Could you filter the records below down to the lines that include the word "TaskRef"?

[SUPPLIED ENTRIES]
....
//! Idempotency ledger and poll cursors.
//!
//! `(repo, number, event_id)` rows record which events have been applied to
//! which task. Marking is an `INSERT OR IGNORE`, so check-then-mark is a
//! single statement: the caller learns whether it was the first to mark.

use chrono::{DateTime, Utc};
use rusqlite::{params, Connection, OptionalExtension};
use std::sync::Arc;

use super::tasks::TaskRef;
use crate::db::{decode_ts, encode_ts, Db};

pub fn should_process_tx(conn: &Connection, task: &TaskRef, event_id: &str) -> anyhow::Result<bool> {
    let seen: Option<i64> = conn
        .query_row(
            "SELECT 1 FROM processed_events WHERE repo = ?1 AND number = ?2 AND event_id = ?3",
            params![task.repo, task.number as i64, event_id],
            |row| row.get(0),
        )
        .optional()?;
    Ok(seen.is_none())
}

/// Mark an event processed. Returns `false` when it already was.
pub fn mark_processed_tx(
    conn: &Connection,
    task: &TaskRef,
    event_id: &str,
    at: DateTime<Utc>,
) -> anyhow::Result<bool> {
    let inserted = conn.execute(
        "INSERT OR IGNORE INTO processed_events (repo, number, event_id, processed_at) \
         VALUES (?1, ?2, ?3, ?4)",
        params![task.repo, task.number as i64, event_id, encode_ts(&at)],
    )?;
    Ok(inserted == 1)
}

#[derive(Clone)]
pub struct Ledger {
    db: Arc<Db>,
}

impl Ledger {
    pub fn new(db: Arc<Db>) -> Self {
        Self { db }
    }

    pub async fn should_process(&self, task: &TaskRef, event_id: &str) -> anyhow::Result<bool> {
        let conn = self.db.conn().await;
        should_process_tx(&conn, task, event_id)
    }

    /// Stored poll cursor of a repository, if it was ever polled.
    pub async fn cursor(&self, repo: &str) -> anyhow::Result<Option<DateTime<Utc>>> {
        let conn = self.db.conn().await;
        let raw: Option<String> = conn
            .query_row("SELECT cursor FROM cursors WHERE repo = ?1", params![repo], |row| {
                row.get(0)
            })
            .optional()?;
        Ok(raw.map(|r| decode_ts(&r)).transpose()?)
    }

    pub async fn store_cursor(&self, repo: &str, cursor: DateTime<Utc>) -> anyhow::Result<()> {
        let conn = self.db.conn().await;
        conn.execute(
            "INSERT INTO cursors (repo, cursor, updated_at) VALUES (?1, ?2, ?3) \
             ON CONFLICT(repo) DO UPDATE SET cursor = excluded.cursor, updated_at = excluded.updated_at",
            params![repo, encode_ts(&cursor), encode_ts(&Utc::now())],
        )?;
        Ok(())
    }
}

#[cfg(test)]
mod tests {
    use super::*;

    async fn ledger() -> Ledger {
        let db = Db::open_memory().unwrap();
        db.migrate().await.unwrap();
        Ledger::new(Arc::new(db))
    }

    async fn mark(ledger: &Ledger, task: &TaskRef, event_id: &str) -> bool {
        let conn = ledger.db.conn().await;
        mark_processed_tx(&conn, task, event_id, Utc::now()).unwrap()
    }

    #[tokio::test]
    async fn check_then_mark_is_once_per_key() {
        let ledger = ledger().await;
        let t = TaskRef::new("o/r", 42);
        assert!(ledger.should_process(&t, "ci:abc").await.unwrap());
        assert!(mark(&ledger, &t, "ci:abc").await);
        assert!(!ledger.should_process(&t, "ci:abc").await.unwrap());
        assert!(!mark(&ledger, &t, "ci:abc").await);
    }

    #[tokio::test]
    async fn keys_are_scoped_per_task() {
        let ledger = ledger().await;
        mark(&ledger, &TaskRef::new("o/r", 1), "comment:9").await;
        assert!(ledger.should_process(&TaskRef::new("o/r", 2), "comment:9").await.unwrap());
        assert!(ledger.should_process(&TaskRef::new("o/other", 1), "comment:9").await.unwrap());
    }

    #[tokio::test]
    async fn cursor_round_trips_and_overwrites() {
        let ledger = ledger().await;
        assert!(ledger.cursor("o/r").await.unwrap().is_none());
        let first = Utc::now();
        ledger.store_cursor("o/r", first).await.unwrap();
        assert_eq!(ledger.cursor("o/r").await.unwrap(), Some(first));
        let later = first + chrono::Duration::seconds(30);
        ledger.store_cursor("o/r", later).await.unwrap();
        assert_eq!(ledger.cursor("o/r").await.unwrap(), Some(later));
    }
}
....
[RESPONSE BELOW]
use super::tasks::TaskRef;
pub fn should_process_tx(conn: &Connection, task: &TaskRef, event_id: &str) -> anyhow::Result<bool> {
    task: &TaskRef,
    pub async fn should_process(&self, task: &TaskRef, event_id: &str) -> anyhow::Result<bool> {
    async fn mark(ledger: &Ledger, task: &TaskRef, event_id: &str) -> bool {
        let t = TaskRef::new("o/r", 42);
        mark(&ledger, &TaskRef::new("o/r", 1), "comment:9").await;
        assert!(ledger.should_process(&TaskRef::new("o/r", 2), "comment:9").await.unwrap());
        assert!(ledger.should_process(&TaskRef::new("o/other", 1), "comment:9").await.unwrap());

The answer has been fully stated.